Personal information
- Full name: Jody Jason February
- Date of birth: 12 May 1996 (age 30)
- Place of birth: Cape Town, South Africa
- Height: 1.82 m (5 ft 11+1⁄2 in)
- Position: Goalkeeper

Senior career*
- Years: Team / Apps / (Gls)
- 2014–2019: Ajax Cape Town / 40 / (0)
- 2019–: Mamelodi Sundowns / 7 / (0)
- 2019–2020: → Cape Umoya United (loan) / 15 / (0)
- 2021–2022: → Moroka Swallows (loan) / 17 / (0)
- 2023: → AmaZulu (loan) / 8 / (0)
- 2026: → Siwelele (loan)

International career^{‡}
- 2015: South Africa U23 / 4 / (0)
- 2016: South Africa / 1 / (0)

= Jody February =

South African footballer (born 1996)

Jody Jason February (born 12 May 1996) is a South African soccer player who plays as a goalkeeper for Mamelodi Sundowns. He was born in Cape Town.

==Club career==
February started his career at Ajax Cape Town before signing for Mamelodi Sundowns in September 2019. He was loaned out to Cape Umoya United for the 2019–20 season.

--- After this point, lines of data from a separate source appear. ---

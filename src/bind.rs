use log::{debug, info};
use thiserror::Error;

use crate::descriptor::{outputs, Outputs};

#[derive(Error, Debug)]
pub enum Error {
    #[error("federation issuer for {host} is not resolved yet")]
    IssuerNotReady { host: String },

    #[error("insufficient permission to grant {role} on {scope}: {detail}")]
    InsufficientPermission {
        role: String,
        scope: String,
        detail: String,
    },

    #[error("identity {0} has no resolved principal id")]
    PrincipalNotResolved(String),

    #[error("control plane: {0}")]
    ControlPlane(String),
}

/// Federation of a workload identity to a runtime principal.
/// Created once after both the identity and the compute host exist;
/// never mutated, deleted only on teardown.
#[derive(Debug, Clone, PartialEq, Eq)]
pub struct IdentityBinding {
    pub identity: String,
    pub issuer: String,
    pub subject: String,
    pub audience: String,
}

/// Control-plane grants give management-API access; data-plane grants are
/// scoped to the database account's own authorization system. The two use
/// different scope resolution and are never conflated.
#[derive(Debug, Clone, Copy, PartialEq, Eq)]
pub enum RoleKind {
    ControlPlane,
    DataPlane,
}

#[derive(Debug, Clone, PartialEq, Eq)]
pub struct RoleRef {
    pub kind: RoleKind,
    /// Role definition id or name, e.g. the Cosmos DB built-in
    /// data contributor "00000000-0000-0000-0000-000000000002".
    pub definition: String,
}

impl RoleRef {
    pub fn data_plane(definition: &str) -> Self {
        Self {
            kind: RoleKind::DataPlane,
            definition: definition.to_string(),
        }
    }

    pub fn control_plane(definition: &str) -> Self {
        Self {
            kind: RoleKind::ControlPlane,
            definition: definition.to_string(),
        }
    }
}

#[derive(Debug, Clone, PartialEq, Eq)]
pub struct RoleGrant {
    pub name: String,
    pub principal_id: String,
    pub role: RoleRef,
    pub scope: String,
}

/// Deterministic grant name for a (principal, role, scope) triple.
/// Re-granting with the same inputs always produces the same name, which
/// is what makes repeated grants a no-op on the control plane.
pub fn grant_name(principal_id: &str, role: &RoleRef, scope: &str) -> String {
    let kind = match role.kind {
        RoleKind::ControlPlane => "control",
        RoleKind::DataPlane => "data",
    };
    let digest = sha256::digest(format!("{principal_id}|{kind}|{}|{scope}", role.definition));
    // Grant names only need to be unique within the scope; a truncated
    // digest in UUID-ish grouping keeps them readable in the portal.
    format!(
        "{}-{}-{}",
        &digest[..8],
        &digest[8..12],
        &digest[12..20]
    )
}

/// Bind a workload identity to a runtime principal through the host's
/// federation issuer. The issuer URL must already be resolved in the
/// output set; binding before the host exists is an error, not a retry.
pub fn bind(
    identity: &str,
    resolved: &Outputs,
    principal_namespace: &str,
    principal_name: &str,
    audience: &str,
) -> Result<IdentityBinding, Error> {
    let issuer = resolved
        .get(outputs::CLUSTER_OIDC_ISSUER)
        .ok_or_else(|| Error::IssuerNotReady {
            host: identity.to_string(),
        })?;

    let binding = IdentityBinding {
        identity: identity.to_string(),
        issuer: issuer.to_string(),
        subject: format!("system:serviceaccount:{principal_namespace}:{principal_name}"),
        audience: audience.to_string(),
    };
    debug!("federation subject {}", binding.subject);
    Ok(binding)
}

/// Construct the grant for a principal at a scope. The caller hands the
/// result to the control plane; because the name is deterministic the
/// apply is idempotent.
pub fn grant_role(principal_id: &str, role: &RoleRef, scope: &str) -> RoleGrant {
    let name = grant_name(principal_id, role, scope);
    info!(
        "role grant {name}: {:?} {} at {scope}",
        role.kind, role.definition
    );
    RoleGrant {
        name,
        principal_id: principal_id.to_string(),
        role: role.clone(),
        scope: scope.to_string(),
    }
}
use std::collections::{BTreeMap, HashMap};
use serde::{Deserialize, Serialize};
use thiserror::Error;

/// Well-known output keys produced by provisioning.
pub mod outputs {
    pub const DATABASE_ENDPOINT: &str = "databaseEndpoint";
    pub const IDENTITY_CLIENT_ID: &str = "identityClientId";
    pub const IDENTITY_PRINCIPAL_ID: &str = "identityPrincipalId";
    pub const IDENTITY_RESOURCE_ID: &str = "identityResourceId";
    pub const DATABASE_ACCOUNT_ID: &str = "databaseAccountId";
    pub const CLUSTER_OIDC_ISSUER: &str = "clusterOidcIssuer";
    pub const REGISTRY_SERVER: &str = "registryServer";
}

#[derive(Error, Debug)]
pub enum Error {
    #[error("descriptor {descriptor} depends on {reference}, which is not declared")]
    DanglingReference {
        descriptor: String,
        reference: String,
    },

    #[error("dependency cycle involving {0}")]
    Cycle(String),

    #[error("duplicate descriptor name {0}")]
    DuplicateName(String),
}

#[derive(Debug, Clone, Copy, PartialEq, Eq, Serialize, Deserialize)]
#[serde(rename_all = "kebab-case")]
pub enum ResourceKind {
    Registry,
    Identity,
    DatabaseAccount,
    Database,
    Container,
    ComputeHost,
}

/// Network exposure is always declared explicitly on a descriptor.
/// The default is fully private; widening access is an opt-in.
#[derive(Debug, Clone, PartialEq, Eq, Serialize, Deserialize)]
#[serde(rename_all = "kebab-case")]
pub enum NetworkExposure {
    Private,
    Public { ip_allow_list: Vec<String> },
}

impl Default for NetworkExposure {
    fn default() -> Self {
        NetworkExposure::Private
    }
}

/// Declarative specification of one cloud resource.
#[derive(Debug, Clone, Serialize, Deserialize)]
pub struct ResourceDescriptor {
    pub name: String,
    pub kind: ResourceKind,
    pub region: String,
    #[serde(default)]
    pub depends_on: Vec<String>,
    #[serde(default)]
    pub properties: BTreeMap<String, String>,
    #[serde(default)]
    pub network: NetworkExposure,
}

impl ResourceDescriptor {
    pub fn new(name: &str, kind: ResourceKind, region: &str) -> Self {
        Self {
            name: name.to_string(),
            kind,
            region: region.to_string(),
            depends_on: Vec::new(),
            properties: BTreeMap::new(),
            network: NetworkExposure::Private,
        }
    }

    pub fn depends_on(mut self, name: &str) -> Self {
        self.depends_on.push(name.to_string());
        self
    }

    pub fn property(mut self, key: &str, value: &str) -> Self {
        self.properties.insert(key.to_string(), value.to_string());
        self
    }

    pub fn network(mut self, exposure: NetworkExposure) -> Self {
        self.network = exposure;
        self
    }
}

/// Resolved values (endpoints, IDs) keyed by output name.
/// Written once per key by the provisioner, read-only downstream.
#[derive(Debug, Clone, Default, PartialEq, Eq)]
pub struct Outputs(BTreeMap<String, String>);

impl Outputs {
    pub fn new() -> Self {
        Self::default()
    }

    pub fn get(&self, key: &str) -> Option<&str> {
        self.0.get(key).map(String::as_str)
    }

    pub fn insert(&mut self, key: &str, value: String) {
        self.0.insert(key.to_string(), value);
    }

    pub fn merge(&mut self, other: BTreeMap<String, String>) {
        self.0.extend(other);
    }

    pub fn iter(&self) -> impl Iterator<Item = (&str, &str)> {
        self.0.iter().map(|(k, v)| (k.as_str(), v.as_str()))
    }

    pub fn len(&self) -> usize {
        self.0.len()
    }

    pub fn is_empty(&self) -> bool {
        self.0.is_empty()
    }
}

/// Order descriptors so that every dependency comes before its dependents.
///
/// Returns indexes into the input slice. Ties are broken by declaration
/// order, so the result is deterministic. Cycles and references to
/// undeclared descriptors are rejected before any index is returned.
pub fn topo_order(descriptors: &[ResourceDescriptor]) -> Result<Vec<usize>, Error> {
    let mut index_of = HashMap::with_capacity(descriptors.len());
    for (i, d) in descriptors.iter().enumerate() {
        if index_of.insert(d.name.as_str(), i).is_some() {
            return Err(Error::DuplicateName(d.name.clone()));
        }
    }

    let mut in_degree = vec![0usize; descriptors.len()];
    let mut dependents: Vec<Vec<usize>> = vec![Vec::new(); descriptors.len()];
    for (i, d) in descriptors.iter().enumerate() {
        for dep in &d.depends_on {
            let Some(&j) = index_of.get(dep.as_str()) else {
                return Err(Error::DanglingReference {
                    descriptor: d.name.clone(),
                    reference: dep.clone(),
                });
            };
            in_degree[i] += 1;
            dependents[j].push(i);
        }
    }

    // Kahn's algorithm; the ready list is kept sorted so that siblings
    // come out in declaration order.
    let mut ready: Vec<usize> = (0..descriptors.len())
        .filter(|&i| in_degree[i] == 0)
        .collect();
    let mut order = Vec::with_capacity(descriptors.len());

    while let Some(&i) = ready.first() {
        ready.remove(0);
        order.push(i);
        for &dep in &dependents[i] {
            in_degree[dep] -= 1;
            if in_degree[dep] == 0 {
                let pos = ready.partition_point(|&r| r < dep);
                ready.insert(pos, dep);
            }
        }
    }

    if order.len() != descriptors.len() {
        let stuck = (0..descriptors.len())
            .find(|&i| in_degree[i] > 0)
            .map(|i| descriptors[i].name.clone())
            .unwrap_or_default();
        return Err(Error::Cycle(stuck));
    }

    Ok(order)
}

#[cfg(test)]
mod tests {
    use super::*;

    fn d(name: &str, deps: &[&str]) -> ResourceDescriptor {
        let mut desc = ResourceDescriptor::new(name, ResourceKind::Database, "westeurope");
        for dep in deps {
            desc = desc.depends_on(dep);
        }
        desc
    }

    #[test]
    fn dependencies_come_before_dependents() {
        let descriptors = vec![
            d("container", &["database"]),
            d("database", &["account"]),
            d("account", &[]),
        ];
        let order = topo_order(&descriptors).unwrap();
        let names: Vec<&str> = order.iter().map(|&i| descriptors[i].name.as_str()).collect();
        assert_eq!(names, vec!["account", "database", "container"]);
    }

    #[test]
    fn independent_descriptors_keep_declaration_order() {
        let descriptors = vec![
            d("identity", &[]),
            d("account", &[]),
            d("database", &["account"]),
            d("container", &["database"]),
            d("compute", &[]),
        ];
        let order = topo_order(&descriptors).unwrap();
        let names: Vec<&str> = order.iter().map(|&i| descriptors[i].name.as_str()).collect();
        let pos = |n: &str| names.iter().position(|&x| x == n).unwrap();
        assert!(pos("account") < pos("database"));
        assert!(pos("database") < pos("container"));
        // No mutual dependency between identity and compute; both orders
        // are legal, declaration order is what we promise.
        assert_eq!(names[0], "identity");
        assert!(names.contains(&"compute"));
    }

    #[test]
    fn cycle_is_rejected() {
        let descriptors = vec![d("a", &["b"]), d("b", &["a"])];
        assert!(matches!(topo_order(&descriptors), Err(Error::Cycle(_))));
    }

    #[test]
    fn dangling_reference_is_rejected() {
        let descriptors = vec![d("a", &["ghost"])];
        assert!(matches!(
            topo_order(&descriptors),
            Err(Error::DanglingReference { .. })
        ));
    }

    #[test]
    fn duplicate_names_are_rejected() {
        let descriptors = vec![d("a", &[]), d("a", &[])];
        assert!(matches!(topo_order(&descriptors), Err(Error::DuplicateName(_))));
    }

    #[test]
    fn network_exposure_defaults_to_private() {
        let desc = ResourceDescriptor::new("db", ResourceKind::DatabaseAccount, "westeurope");
        assert_eq!(desc.network, NetworkExposure::Private);
    }
}
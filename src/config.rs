use serde::Deserialize;
use serde_inline_default::serde_inline_default;
use thiserror::Error;

const DEFAULT_CONFIG: &str = include_str!("../default.toml");

#[derive(Error, Debug)]
pub enum Error {
    #[error("read {path}: {err}")]
    ReadFile { err: std::io::Error, path: String },

    #[error("parse: {0}")]
    Parse(#[from] toml::de::Error),
}

/// An emd.toml file.
#[serde_inline_default]
#[derive(Deserialize, Debug)]
pub struct File {
    pub description: Option<String>,
    #[serde_inline_default("evtmgmt".to_string())]
    pub name_prefix: String,
    #[serde(default)]
    pub grant_reader_role: bool,
    #[serde(default)]
    pub database: Database,
    #[serde(default)]
    pub images: Images,
    #[serde(default)]
    pub readiness: Readiness,
    #[serde(default)]
    pub templates: Templates,
}

impl Default for File {
    fn default() -> Self {
        // The default config is compiled into the program, so
        // make sure to test default() to catch panics compile-time.
        toml::from_str(DEFAULT_CONFIG).unwrap()
    }
}

impl File {
    /// Parse a user config file. Keys not present fall back to the
    /// compiled-in defaults through serde's field defaults.
    pub fn from_user_config_file(path: &str) -> Result<Self, Error> {
        let data = std::fs::read_to_string(path).map_err(|err| Error::ReadFile {
            err,
            path: path.to_string(),
        })?;
        Ok(toml::from_str(&data)?)
    }
}

#[serde_inline_default]
#[derive(Deserialize, Debug)]
pub struct Database {
    #[serde_inline_default("EventManagement".to_string())]
    pub name: String,
    #[serde_inline_default("Events".to_string())]
    pub container: String,
    #[serde_inline_default("/id".to_string())]
    pub partition_key_path: String,
}

impl Default for Database {
    fn default() -> Self {
        toml::from_str("").unwrap()
    }
}

#[serde_inline_default]
#[derive(Deserialize, Debug)]
pub struct Images {
    #[serde_inline_default("eventmgmt-backend:latest".to_string())]
    pub backend: String,
    #[serde_inline_default("eventmgmt-frontend:latest".to_string())]
    pub frontend: String,
}

impl Default for Images {
    fn default() -> Self {
        toml::from_str("").unwrap()
    }
}

#[serde_inline_default]
#[derive(Deserialize, Debug)]
pub struct Readiness {
    #[serde_inline_default(10)]
    pub poll_interval_seconds: u64,
    #[serde_inline_default(30)]
    pub max_attempts: u32,
}

impl Default for Readiness {
    fn default() -> Self {
        toml::from_str("").unwrap()
    }
}

#[serde_inline_default]
#[derive(Deserialize, Debug)]
pub struct Templates {
    #[serde_inline_default("deploy/backend.yaml".to_string())]
    pub backend: String,
    #[serde_inline_default("deploy/frontend.yaml".to_string())]
    pub frontend: String,
}

impl Default for Templates {
    fn default() -> Self {
        toml::from_str("").unwrap()
    }
}

#[cfg(test)]
pub mod test {
    use super::*;

    #[test]
    pub fn load_default_configuration() {
        let cfg = File::default();
        assert_eq!(cfg.description, Some("Default configuration file".into()));
        assert_eq!(cfg.name_prefix, "evtmgmt");
        assert!(!cfg.grant_reader_role);
        assert_eq!(cfg.database.partition_key_path, "/id");
        assert_eq!(cfg.readiness.poll_interval_seconds, 10);
    }

    #[test]
    pub fn partial_user_config_falls_back_to_field_defaults() {
        let cfg: File = toml::from_str("name_prefix = \"demo\"").unwrap();
        assert_eq!(cfg.name_prefix, "demo");
        assert_eq!(cfg.database.name, "EventManagement");
        assert_eq!(cfg.readiness.max_attempts, 30);
    }
}
use crate::level::{Level, LevelError, UndoQuota};
use std::fs;
use std::path::Path;

/// A collection of levels in XSB format.
#[derive(Debug)]
pub struct Levels {
    levels: Vec<Level>,
}

impl Levels {
    /// Parse XSB-formatted levels from a string.
    ///
    /// The XSB format uses:
    /// - Lines starting with `;` as level separators/comments
    /// - Level characters as accepted by [`Level::from_text`]
    /// - Empty lines between levels (optional)
    ///
    /// A comment of the form `; undo: N` or `; undo: unlimited` sets the undo
    /// policy of the next level. Levels without one get `Unlimited`.
    pub fn from_text(contents: &str) -> Result<Self, LevelError> {
        let mut levels = Vec::new();
        let mut current_level = String::new();
        let mut pending_undo: Option<UndoQuota> = None;

        let mut finish = |current_level: &mut String, pending_undo: &mut Option<UndoQuota>| {
            // Remove trailing newline but preserve internal structure
            let level_str = current_level.trim_end();
            let undo = pending_undo.take().unwrap_or_default();
            let level = Level::from_text(level_str, undo)?;
            tracing::debug!(
                index = levels.len(),
                width = level.width(),
                height = level.height(),
                %undo,
                "parsed level"
            );
            levels.push(level);
            current_level.clear();
            Ok::<(), LevelError>(())
        };

        for line in contents.lines() {
            if let Some(comment) = line.trim_start().strip_prefix(';') {
                // If we have accumulated a level, parse and save it
                if !current_level.is_empty() {
                    finish(&mut current_level, &mut pending_undo)?;
                }
                if let Some(undo) = parse_undo_directive(comment)? {
                    pending_undo = Some(undo);
                }
                continue;
            }

            if line.trim().is_empty() {
                if !current_level.is_empty() {
                    // Empty line within a level - end of level
                    finish(&mut current_level, &mut pending_undo)?;
                }
                continue;
            }

            current_level.push_str(line);
            current_level.push('\n');
        }

        // Don't forget the last level if file doesn't end with empty line
        if !current_level.is_empty() {
            finish(&mut current_level, &mut pending_undo)?;
        }

        Ok(Levels { levels })
    }

    /// Parse XSB-formatted levels from a text file.
    pub fn from_file(path: impl AsRef<Path>) -> Result<Self, LevelError> {
        let contents = fs::read_to_string(path)?;
        Self::from_text(&contents)
    }

    /// Get the nth level (0-indexed).
    pub fn get(&self, index: usize) -> Option<&Level> {
        self.levels.get(index)
    }

    pub fn len(&self) -> usize {
        self.levels.len()
    }

    pub fn is_empty(&self) -> bool {
        self.levels.is_empty()
    }

    pub fn iter(&self) -> impl Iterator<Item = &Level> {
        self.levels.iter()
    }
}

fn parse_undo_directive(comment: &str) -> Result<Option<UndoQuota>, LevelError> {
    let Some((key, value)) = comment.split_once(':') else {
        return Ok(None);
    };
    if !key.trim().eq_ignore_ascii_case("undo") {
        return Ok(None);
    }
    value
        .parse::<UndoQuota>()
        .map(Some)
        .map_err(LevelError::InvalidDirective)
}
use crate::board::Board;
use crate::entity::{AgentId, Entity, Position};
use crate::zobrist::Zobrist;
use rustc_hash::{FxHashMap, FxHashSet};
use serde::{Deserialize, Serialize};
use std::collections::BTreeSet;
use std::fmt;
use std::io;
use std::str::FromStr;
use std::sync::Arc;
use thiserror::Error;

/// Largest accepted board edge.
pub const MAX_SIZE: u16 = 256;

/// How many undos a level grants, and how many a game has left.
#[derive(Debug, Clone, Copy, Default, PartialEq, Eq, Serialize, Deserialize)]
pub enum UndoQuota {
    #[default]
    Unlimited,
    Limited(u32),
}

impl UndoQuota {
    pub fn is_exhausted(&self) -> bool {
        *self == UndoQuota::Limited(0)
    }

    /// Whether `count` more undos fit in the quota.
    pub fn allows(&self, count: usize) -> bool {
        match self {
            UndoQuota::Unlimited => true,
            UndoQuota::Limited(n) => count <= *n as usize,
        }
    }

    /// Spend `count` undos. Callers check [`allows`](Self::allows) first.
    pub fn consume(&mut self, count: usize) {
        if let UndoQuota::Limited(n) = self {
            *n = n.saturating_sub(count as u32);
        }
    }
}

impl fmt::Display for UndoQuota {
    fn fmt(&self, f: &mut fmt::Formatter<'_>) -> fmt::Result {
        match self {
            UndoQuota::Unlimited => write!(f, "unlimited"),
            UndoQuota::Limited(n) => write!(f, "{}", n),
        }
    }
}

impl FromStr for UndoQuota {
    type Err = String;

    fn from_str(s: &str) -> Result<Self, Self::Err> {
        let s = s.trim();
        if s.eq_ignore_ascii_case("unlimited") {
            return Ok(UndoQuota::Unlimited);
        }
        s.parse::<u32>()
            .map(UndoQuota::Limited)
            .map_err(|_| format!("expected 'unlimited' or a non-negative count, got '{}'", s))
    }
}

/// A violated level invariant.
#[derive(Debug, Clone, PartialEq, Eq, Error)]
pub enum MalformedLevel {
    #[error("level dimensions must be positive")]
    EmptyDimensions,

    #[error("board {width}x{height} exceeds maximum size {max}", max = MAX_SIZE)]
    TooLarge { width: u16, height: u16 },

    #[error("position {0} lies outside the board")]
    OutOfBounds(Position),

    #[error("no agent found on board")]
    MissingAgent,

    #[error("goal count ({goals}) does not match box count ({boxes})")]
    BoxGoalCountMismatch { boxes: usize, goals: usize },

    #[error("box owned by agent {0} has no matching agent")]
    UnmatchedOwner(AgentId),

    #[error("agent {0} owns no box")]
    AgentWithoutBox(AgentId),

    #[error("agent {0} appears more than once")]
    DuplicateAgent(AgentId),

    #[error("more than one entity placed at {0}")]
    PositionCollision(Position),

    #[error("goal tile {0} is covered by a wall")]
    GoalOnWall(Position),
}

/// Error type for level construction and parsing.
#[derive(Debug, Error)]
pub enum LevelError {
    #[error("IO error: {0}")]
    Io(#[from] io::Error),

    #[error("Invalid level: {0}")]
    Malformed(#[from] MalformedLevel),

    #[error("Invalid character '{ch}' at position ({x}, {y})")]
    InvalidCharacter { ch: char, x: usize, y: usize },

    #[error("Empty board")]
    EmptyBoard,

    #[error("Invalid directive: {0}")]
    InvalidDirective(String),
}

/// An immutable, validated puzzle definition.
#[derive(Debug, Clone)]
pub struct Level {
    width: u16,
    height: u16,
    board: Board,
    goals: FxHashSet<Position>,
    undo_policy: UndoQuota,
    zobrist: Arc<Zobrist>,
}

impl Level {
    /// Build a level from explicit placements, checking every invariant.
    ///
    /// Cells not listed in `placement` are floor. Listing the same position
    /// twice with anything other than floor is a collision.
    pub fn new(
        width: u16,
        height: u16,
        placement: impl IntoIterator<Item = (Position, Entity)>,
        goals: impl IntoIterator<Item = Position>,
        undo_policy: UndoQuota,
    ) -> Result<Self, MalformedLevel> {
        if width == 0 || height == 0 {
            return Err(MalformedLevel::EmptyDimensions);
        }
        if width > MAX_SIZE || height > MAX_SIZE {
            return Err(MalformedLevel::TooLarge { width, height });
        }
        let in_bounds = |pos: Position| pos.x < width && pos.y < height;

        let mut board = Board::new();
        for (pos, entity) in placement {
            if !in_bounds(pos) {
                return Err(MalformedLevel::OutOfBounds(pos));
            }
            if entity == Entity::Floor {
                continue;
            }
            if board.get(pos) != Entity::Floor {
                return Err(MalformedLevel::PositionCollision(pos));
            }
            board.set(pos, entity);
        }

        let mut goal_set = FxHashSet::default();
        for pos in goals {
            if !in_bounds(pos) {
                return Err(MalformedLevel::OutOfBounds(pos));
            }
            if board.get(pos) == Entity::Wall {
                return Err(MalformedLevel::GoalOnWall(pos));
            }
            goal_set.insert(pos);
        }

        let mut agents: FxHashMap<AgentId, Position> = FxHashMap::default();
        let mut owners: BTreeSet<AgentId> = BTreeSet::new();
        let mut box_count = 0;
        for (pos, entity) in board.iter() {
            match entity {
                Entity::Agent(id) => {
                    if agents.insert(id, pos).is_some() {
                        return Err(MalformedLevel::DuplicateAgent(id));
                    }
                }
                Entity::Box(owner) => {
                    owners.insert(owner);
                    box_count += 1;
                }
                Entity::Wall | Entity::Floor => {}
            }
        }

        if agents.is_empty() {
            return Err(MalformedLevel::MissingAgent);
        }
        if box_count != goal_set.len() {
            return Err(MalformedLevel::BoxGoalCountMismatch {
                boxes: box_count,
                goals: goal_set.len(),
            });
        }
        if let Some(&owner) = owners.iter().find(|owner| !agents.contains_key(*owner)) {
            return Err(MalformedLevel::UnmatchedOwner(owner));
        }
        let mut agent_ids: Vec<AgentId> = agents.keys().copied().collect();
        agent_ids.sort();
        if let Some(&id) = agent_ids.iter().find(|id| !owners.contains(*id)) {
            return Err(MalformedLevel::AgentWithoutBox(id));
        }

        let zobrist = Zobrist::new(width, height, board.iter().map(|(_, entity)| entity));

        Ok(Level {
            width,
            height,
            board,
            goals: goal_set,
            undo_policy,
            zobrist: Arc::new(zobrist),
        })
    }

    /// Parse a level from XSB text, extended for several agents.
    ///
    /// Characters:
    /// - `#` = Wall
    /// - ` ` or `-` = Floor
    /// - `.` = Goal
    /// - `@` / `+` = Agent 0, on floor / on goal
    /// - `$` / `*` = Box owned by agent 0, on floor / on goal
    /// - `A`..`Z` = Agents 0..25
    /// - `a`..`z` = Boxes owned by agents 0..25
    pub fn from_text(text: &str, undo_policy: UndoQuota) -> Result<Self, LevelError> {
        let lines: Vec<&str> = text.lines().collect();

        if lines.is_empty() {
            return Err(LevelError::EmptyBoard);
        }

        let height = lines.len();
        let width = lines.iter().map(|line| line.chars().count()).max().unwrap_or(0);
        if width == 0 {
            return Err(LevelError::EmptyBoard);
        }
        if width > MAX_SIZE as usize || height > MAX_SIZE as usize {
            return Err(MalformedLevel::TooLarge {
                width: width.min(u16::MAX as usize) as u16,
                height: height.min(u16::MAX as usize) as u16,
            }
            .into());
        }

        let mut placement = Vec::new();
        let mut goals = Vec::new();

        for (y, line) in lines.iter().enumerate() {
            for (x, ch) in line.chars().enumerate() {
                let pos = Position::new(x as u16, y as u16);
                let (entity, goal) = match ch {
                    '#' => (Entity::Wall, false),
                    ' ' | '-' => (Entity::Floor, false),
                    '.' => (Entity::Floor, true),
                    '@' => (Entity::Agent(AgentId(0)), false),
                    '+' => (Entity::Agent(AgentId(0)), true),
                    '$' => (Entity::Box(AgentId(0)), false),
                    '*' => (Entity::Box(AgentId(0)), true),
                    'A'..='Z' => (Entity::Agent(AgentId((ch as u8 - b'A') as u32)), false),
                    'a'..='z' => (Entity::Box(AgentId((ch as u8 - b'a') as u32)), false),
                    _ => return Err(LevelError::InvalidCharacter { ch, x, y }),
                };
                placement.push((pos, entity));
                if goal {
                    goals.push(pos);
                }
            }
        }

        Ok(Level::new(
            width as u16,
            height as u16,
            placement,
            goals,
            undo_policy,
        )?)
    }

    pub fn width(&self) -> u16 {
        self.width
    }

    pub fn height(&self) -> u16 {
        self.height
    }

    pub fn goal_tiles(&self) -> &FxHashSet<Position> {
        &self.goals
    }

    pub fn is_goal(&self, pos: Position) -> bool {
        self.goals.contains(&pos)
    }

    pub fn undo_policy(&self) -> UndoQuota {
        self.undo_policy
    }

    /// Same level with a different undo policy.
    pub fn with_undo_policy(mut self, undo_policy: UndoQuota) -> Self {
        self.undo_policy = undo_policy;
        self
    }

    pub fn entity_at(&self, pos: Position) -> Entity {
        self.board.get(pos)
    }

    pub fn in_bounds(&self, pos: Position) -> bool {
        pos.x < self.width && pos.y < self.height
    }

    /// Initial placement.
    pub fn board(&self) -> &Board {
        &self.board
    }

    pub(crate) fn zobrist(&self) -> &Arc<Zobrist> {
        &self.zobrist
    }
}

/// Render `board` on a `width`x`height` grid using the level text alphabet.
pub(crate) fn render(
    f: &mut fmt::Formatter<'_>,
    width: u16,
    height: u16,
    board: &Board,
    goals: &FxHashSet<Position>,
) -> fmt::Result {
    for y in 0..height {
        let mut line = String::with_capacity(width as usize);
        for x in 0..width {
            let pos = Position::new(x, y);
            line.push(board.get(pos).to_char(goals.contains(&pos)));
        }
        // Trim trailing spaces to match original input format
        writeln!(f, "{}", line.trim_end())?;
    }
    Ok(())
}

impl fmt::Display for Level {
    fn fmt(&self, f: &mut fmt::Formatter<'_>) -> fmt::Result {
        render(f, self.width, self.height, &self.board, &self.goals)
    }
}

During the 2022-23 season, he was loaned out to AmaZulu.

==International career==
February played for the South Africa under-23 team at the 2015 Africa U-23 Cup of Nations.

He was a part of the South Africa national soccer team squad at the 2016 COSAFA Cup where he made one appearance, coming on at halftime in a 5–1 defeat of Eswatini.

He represented South Africa in the football competition at the 2016 Summer Olympics.